Гнедые вынесли кошевку на берег Оби, грянули с крутого ската на лед, и скоро впереди замаячили в предвечерней дымке истаивающего дня крайние избы Малого Кривощекова. Возле одной из них Гречман приказал Степану остановиться. Тяжело вылез из кошевки, медленно пошел к тесовым воротам, за которыми надрывался истошным лаем цепной кобель. Властно застучал кулаком по серым доскам и не прекращал стучать, пока не открылась калитка.

— Все спишь, сволочь! — рыкнул Гречман и плечом отпихнул в сторону низенького чернобородого мужика с глубоко посаженными глазами, почти невидными из-под лохматых бровей. Мужик послушно отскочил еще дальше, одернул подол старенькой рубахи с заплатами на локтях и вытянулся по-солдатски, руки по швам:

— Никак нет, ваше благородие!

— В доме кто есть?

— Никого. Один, как перст.

— Пошли.

Миновали просторную ограду, поднялись на высокое крыльцо, прошли в дом. Мужик вприпрыжку бежал перед Гречманом и услужливо открывал двери.

В доме Гречман заглянул во все углы, убедился, что кроме хозяина действительно никого нет, и только после этого, расстегнув шинель, присел на кособокую табуретку. Мужик стоял перед ним навытяжку. Гречман долго смотрел на него и молчал — он никак не мог решиться приступить к осуществлению задуманного им плана. Даже для него, для Гречмана, давно уже позабывшего о щепетильности в выборе средств, план этот казался совсем уж иезуитским.

Но сомневался Гречман недолго.

— Садись, — приказал он мужику, — чего торчишь, как жердь в поле?.. И слушай. Каждое слово запоминай. Мельника нашего, Шалагина, знаешь?

Мужик кивнул.

— Хорошо, — по-прежнему напористо продолжал Гречман, уже ни в чем не сомневаясь. — У него есть дочка, гимназистка. Зовут ее Тоня. Тоня Шалагина. Пару дней погляди за девкой — когда из дому выходит, когда из гимназии возвращается. А после… После тихонько скрадешь, чтобы ни одна живая душа не заметила. Понял? Чтобы никто ни гу-гу… И привезешь сюда. А что дальше делать, я тебе скажу, когда она здесь будет. Девку ни одним пальцем не трогать, чтобы целехонькая была. Уразумел?

Мужик вскинулся, даже попытался встать с табуретки, но сразу же и обмяк, опустив плечи, под жестким взглядом Гречмана.

— Вот и ладно, — Гречман протянул руку и похлопал его по плечу, — молодец, что все понимаешь. Через два дня приеду, доложишь, что и как надумал.

Он поднялся, застегнул шинель и вышел из дома, даже не оглянувшись.

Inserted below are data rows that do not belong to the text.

//! Where strand keeps its files
//!
//! Everything lives in one per-user directory: `$XDG_CONFIG_HOME/strand`
//! (falling back to `~/.config/strand`) on Unix, `%APPDATA%\strand` on Windows.

use std::path::PathBuf;

/// The per-user strand directory, if a home can be determined
pub fn config_dir() -> Option<PathBuf> {
    let base = if cfg!(windows) {
        std::env::var_os("APPDATA").map(PathBuf::from)
    } else {
        std::env::var_os("XDG_CONFIG_HOME")
            .map(PathBuf::from)
            .or_else(|| dirs::home_dir().map(|home| home.join(".config")))
    };
    base.map(|dir| dir.join("strand"))
}

fn entry(name: &str) -> Option<PathBuf> {
    config_dir().map(|dir| dir.join(name))
}

/// User themes, one `<id>.yaml` per theme
pub fn themes_dir() -> Option<PathBuf> {
    entry("themes")
}

pub fn config_file() -> Option<PathBuf> {
    entry("config.yaml")
}

pub fn keymap_file() -> Option<PathBuf> {
    entry("keymap.yaml")
}

/// The log directory, created on demand
pub fn ensure_logs_dir() -> Result<PathBuf, String> {
    let logs = entry("logs").ok_or("No config directory available")?;
    std::fs::create_dir_all(&logs)
        .map_err(|e| format!("Cannot create {}: {}", logs.display(), e))?;
    Ok(logs)
}
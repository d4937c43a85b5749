//! App message handlers (file operations, lifecycle, resize)

use std::path::Path;

use crate::commands::Cmd;
use crate::messages::AppMsg;
use crate::model::{AppModel, DialogPurpose, DialogState, Document, PromptState};
use crate::util::{filename_for_display, validate_file_for_opening};

/// Handle app messages (file operations, lifecycle)
pub fn update_app(model: &mut AppModel, msg: AppMsg) -> Option<Cmd> {
    match msg {
        AppMsg::Resize(cols, rows) => {
            model.screen = (cols, rows);
            model.sync_layout();
            model.ensure_cursor_visible();
            Some(Cmd::Redraw)
        }

        AppMsg::SaveFile => {
            let Some(slot) = model.documents.current_mut() else {
                model.ui.set_status("No document open");
                return Some(Cmd::Redraw);
            };
            let Some(path) = slot.document.file_path.clone() else {
                model.ui.dialogs.save_as = Some(PromptState::default());
                model.ui.set_status("Save as: enter a file name");
                return Some(Cmd::Redraw);
            };
            match slot.document.save() {
                Ok(()) => {
                    tracing::info!("Saved {}", path.display());
                    model.ui.set_status(format!("Saved: {}", path.display()));
                }
                Err(e) => {
                    tracing::warn!("Failed to save {}: {}", path.display(), e);
                    model.ui.set_status(format!(
                        "Failed to save {}: {}",
                        filename_for_display(&path),
                        e
                    ));
                }
            }
            Some(Cmd::Redraw)
        }

        AppMsg::SaveFileAs(path) => {
            let Some(slot) = model.documents.current_mut() else {
                model.ui.set_status("No document open");
                return Some(Cmd::Redraw);
            };
            match slot.document.save_as(&path) {
                Ok(()) => {
                    tracing::info!("Saved as {}", path.display());
                    model.ui.set_status(format!("Saved: {}", path.display()));
                    refresh_browser_if_showing(model, &path);
                }
                Err(e) => {
                    tracing::warn!("Failed to save {}: {}", path.display(), e);
                    model.ui.set_status(format!(
                        "Failed to save {}: {}",
                        filename_for_display(&path),
                        e
                    ));
                }
            }
            Some(Cmd::Redraw)
        }

        AppMsg::NewFile => {
            let index = model.documents.new_document();
            model.switch_document(index);
            let name = model
                .current()
                .map(|slot| slot.document.display_name())
                .unwrap_or_default();
            model.ui.set_status(format!("New file: {}", name));
            Some(Cmd::Redraw)
        }

        AppMsg::OpenFile(path) => {
            let name = filename_for_display(&path);
            if let Err(e) = validate_file_for_opening(&path) {
                model.ui.set_status(format!("Cannot open {}: {}", name, e));
                return Some(Cmd::Redraw);
            }
            match model.documents.open_file(&path) {
                Ok(index) => {
                    tracing::info!("Opened {}", path.display());
                    model.switch_document(index);
                    model.ensure_cursor_visible();
                    model.ui.set_status(format!("Opened: {}", name));
                }
                Err(e) => {
                    tracing::warn!("Failed to open {}: {}", path.display(), e);
                    model
                        .ui
                        .set_status(format!("Error opening {}: {}", name, e));
                }
            }
            Some(Cmd::Redraw)
        }

        AppMsg::OpenRemote { name, content } => {
            let mut document = Document::with_text(&content);
            document.untitled_name = Some(name.clone());
            let index = model.documents.add(document);
            model.switch_document(index);
            model.ui.set_status(format!("Opened remote: {}", name));
            Some(Cmd::Redraw)
        }

        AppMsg::CloseTab => {
            let index = model.documents.current_index();
            let Some(slot) = model.documents.current() else {
                model.ui.set_status("No document open");
                return Some(Cmd::Redraw);
            };
            if slot.document.is_modified {
                let message = format!(
                    "Discard changes to {}? (y/n)",
                    slot.document.display_name()
                );
                model.ui.dialogs.dialog = Some(DialogState::confirm(
                    DialogPurpose::CloseModifiedTab(index),
                    message,
                ));
                return Some(Cmd::Redraw);
            }
            close_document(model, index);
            Some(Cmd::Redraw)
        }

        AppMsg::ForceCloseTab => {
            let index = model.documents.current_index();
            close_document(model, index);
            Some(Cmd::Redraw)
        }

        AppMsg::Quit => {
            if model.documents.any_modified() && !model.ui.quit_armed {
                model.ui.quit_armed = true;
                model
                    .ui
                    .set_status("Unsaved changes, press Ctrl+Q again to quit");
                return Some(Cmd::Redraw);
            }
            tracing::info!("Quit requested");
            Some(Cmd::Quit)
        }
    }
}

/// Close the document at `index`, keeping split panes pointed at valid slots
pub fn close_document(model: &mut AppModel, index: usize) {
    let Some(closed) = model.documents.close(index) else {
        model.ui.set_status("No document open");
        return;
    };
    let remaining = model.documents.document_count();
    model.split_view.on_document_closed(index, remaining);
    if remaining == 0 {
        model.split_view.reset();
    }
    tracing::info!("Closed {}", closed.document.display_name());

    let current = model.documents.current_index();
    model.switch_document(current);
    model.ui.set_status(if remaining == 0 {
        format!("Closed: {} | No document open", closed.document.display_name())
    } else {
        format!("Closed: {}", closed.document.display_name())
    });
}

fn refresh_browser_if_showing(model: &mut AppModel, saved: &Path) {
    if !model.file_browser.visible || saved.parent() != Some(model.file_browser.dir.as_path()) {
        return;
    }
    if model.file_browser.refresh().is_ok() {
        model.file_browser.select_path(saved);
    }
}
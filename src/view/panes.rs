//! Code area rendering: one pane per split region, or the whole area

use ratatui::buffer::Buffer;
use ratatui::layout::Rect;
use ratatui::style::{Modifier, Style};

use crate::model::{AppModel, Document, EditorState, Position, Region};
use crate::util::{char_col_to_visual_col, TABULATOR_WIDTH};

use super::helpers::term_color;

/// Which highlight a character cell gets
#[derive(Clone, Copy, PartialEq, Eq)]
enum CellKind {
    Plain,
    Selected,
    Match,
    CurrentMatch,
}

/// Draw the code area. Returns the screen position of the active cursor
/// when it is inside a pane.
pub fn render_code_area(buf: &mut Buffer, model: &AppModel, area: Rect) -> Option<(u16, u16)> {
    let background = Style::default().bg(term_color(model.theme.editor.background));
    buf.set_style(area, background);

    let Some(current) = model.current() else {
        let message = "No document open | Ctrl+N new file, Ctrl+O open";
        buf.set_stringn(
            area.x + 1,
            area.y,
            message,
            area.width.saturating_sub(1) as usize,
            background.fg(term_color(model.theme.editor.foreground)),
        );
        return None;
    };

    if !model.split_view.has_splits() {
        return render_pane(buf, model, area, &current.document, &current.editor, true);
    }

    let mut cursor = None;
    for region in model.split_view.regions() {
        let Some(slot) = model.documents.get(region.document_index) else {
            continue;
        };
        let pane = pane_rect(area, region.rect.x, region.rect.y, region.rect.width, region.rect.height);
        if pane.width == 0 || pane.height == 0 {
            continue;
        }
        let editor = if region.is_active {
            &current.editor
        } else {
            region.saved_view.as_ref().unwrap_or(&slot.editor)
        };
        let document = if region.is_active {
            &current.document
        } else {
            &slot.document
        };
        let at = render_pane(buf, model, pane, document, editor, region.is_active);
        if region.is_active {
            cursor = at;
        }
        // Mark horizontal boundaries on the upper pane's last row
        if pane.bottom() < area.bottom() {
            let last = Rect::new(pane.x, pane.bottom() - 1, pane.width, 1);
            buf.set_style(last, Style::default().add_modifier(Modifier::UNDERLINED));
        }
    }
    cursor
}

fn pane_rect(area: Rect, x: usize, y: usize, width: usize, height: usize) -> Rect {
    let x = area.x.saturating_add(x as u16).min(area.right());
    let y = area.y.saturating_add(y as u16).min(area.bottom());
    Rect::new(
        x,
        y,
        (width as u16).min(area.right() - x),
        (height as u16).min(area.bottom() - y),
    )
}

fn render_pane(
    buf: &mut Buffer,
    model: &AppModel,
    area: Rect,
    document: &Document,
    editor: &EditorState,
    active: bool,
) -> Option<(u16, u16)> {
    let theme = &model.theme;
    let gutter = model.gutter_width(document.line_count()) as u16;
    let text_width = area.width.saturating_sub(gutter) as usize;
    let (cursor_row, cursor_col) = editor.position();
    let selection = editor.selection_range();
    let pattern_len = editor.search.pattern.chars().count();
    let current_match = editor
        .search
        .current
        .and_then(|i| editor.search.matches.get(i).copied());

    let gutter_style = Style::default()
        .bg(term_color(theme.gutter.background))
        .fg(term_color(theme.gutter.foreground));
    let text_style = Style::default()
        .bg(term_color(theme.editor.background))
        .fg(term_color(theme.editor.foreground));

    for screen_row in 0..area.height {
        let y = area.y + screen_row;
        let row = editor.viewport.offset_row + screen_row as usize;
        let is_cursor_line = active && row == cursor_row;
        let row_style = if is_cursor_line {
            text_style.bg(term_color(theme.editor.current_line_background))
        } else {
            text_style
        };

        if gutter > 0 {
            let number = if row < document.line_count() {
                format!("{:>width$} ", row + 1, width = gutter as usize - 1)
            } else {
                " ".repeat(gutter as usize)
            };
            let style = if is_cursor_line {
                gutter_style.fg(term_color(theme.gutter.foreground_active))
            } else {
                gutter_style
            };
            buf.set_stringn(area.x, y, number, gutter as usize, style);
        }
        buf.set_style(Rect::new(area.x + gutter, y, text_width as u16, 1), row_style);

        let Some(line) = document.get_line(row) else {
            continue;
        };
        let skip = char_col_to_visual_col(&line, editor.viewport.offset_col);
        let mut visual = 0;
        for (col, ch) in line.chars().enumerate() {
            let cells = if ch == '\t' {
                TABULATOR_WIDTH - (visual % TABULATOR_WIDTH)
            } else {
                1
            };
            let kind = cell_kind((row, col), selection, &editor.search.matches, pattern_len, current_match);
            let style = match kind {
                CellKind::Plain => row_style,
                CellKind::Selected => row_style.bg(term_color(theme.editor.selection_background)),
                CellKind::Match => row_style.bg(term_color(theme.overlay.highlight)),
                CellKind::CurrentMatch => row_style.bg(term_color(theme.overlay.warning)),
            };
            for cell in 0..cells {
                let v = visual + cell;
                if v < skip {
                    continue;
                }
                let x = v - skip;
                if x >= text_width {
                    break;
                }
                let symbol = if ch == '\t' { ' ' } else { ch };
                if let Some(target) = buf.cell_mut((area.x + gutter + x as u16, y)) {
                    target.set_char(symbol).set_style(style);
                }
            }
            visual += cells;
            if visual >= skip + text_width {
                break;
            }
        }
    }

    if !active || model.regions.current() != Region::CodeArea {
        return None;
    }
    let line = document.get_line(cursor_row).unwrap_or_default();
    let visual = char_col_to_visual_col(&line, cursor_col);
    let skip = char_col_to_visual_col(&line, editor.viewport.offset_col);
    let screen_row = cursor_row.checked_sub(editor.viewport.offset_row)?;
    let screen_col = visual.checked_sub(skip)?;
    if screen_row >= area.height as usize || screen_col >= text_width {
        return None;
    }
    Some((area.x + gutter + screen_col as u16, area.y + screen_row as u16))
}

fn cell_kind(
    at: Position,
    selection: Option<(Position, Position)>,
    matches: &[Position],
    pattern_len: usize,
    current: Option<Position>,
) -> CellKind {
    if let Some((start, end)) = selection {
        if at >= start && at < end {
            return CellKind::Selected;
        }
    }
    if pattern_len == 0 {
        return CellKind::Plain;
    }
    let (row, col) = at;
    let covers = |&(r, c): &Position| r == row && col >= c && col < c + pattern_len;
    if current.as_ref().is_some_and(covers) {
        CellKind::CurrentMatch
    } else if matches.iter().any(covers) {
        CellKind::Match
    } else {
        CellKind::Plain
    }
}

#[cfg(test)]
mod tests {
    use super::*;

    #[test]
    fn test_cell_kind_selection_wins() {
        let selection = Some(((0, 1), (0, 3)));
        let matches = [(0, 0)];
        assert!(cell_kind((0, 1), selection, &matches, 2, None) == CellKind::Selected);
        assert!(cell_kind((0, 0), selection, &matches, 2, None) == CellKind::Match);
        assert!(cell_kind((0, 3), selection, &matches, 2, None) == CellKind::Plain);
    }

    #[test]
    fn test_cell_kind_current_match() {
        let matches = [(1, 2), (3, 0)];
        assert!(cell_kind((1, 3), None, &matches, 2, Some((1, 2))) == CellKind::CurrentMatch);
        assert!(cell_kind((3, 1), None, &matches, 2, Some((1, 2))) == CellKind::Match);
    }

    #[test]
    fn test_pane_rect_clamps_to_area() {
        let area = Rect::new(5, 1, 40, 20);
        assert_eq!(pane_rect(area, 20, 0, 20, 20), Rect::new(25, 1, 20, 20));
        assert_eq!(pane_rect(area, 30, 10, 20, 20), Rect::new(35, 11, 10, 10));
    }
}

Уже сидя в кошевке, Гречман закурил и, соря на ветру искрами из папиросы, негромко пробурчал себе под нос: — И никуда ты не денешься, голубчик…

Демьяну Савостину, так звали мужика из Малого Кривощекова, деваться и впрямь было некуда, на короткой и крепкой привязке держал его возле себя Гречман. Началось же все год назад, когда на масленицу, нахлеставшись в дымину пьяным, Демьян задушил сначала жену, а затем и дочь, которая проснулась от шума. Утром, протрезвев, Демьян уложил их рядком на кровати, накрыл одним одеялом, а соседям объявил, что они насмерть угорели, потому как рано закрыли трубу в печке.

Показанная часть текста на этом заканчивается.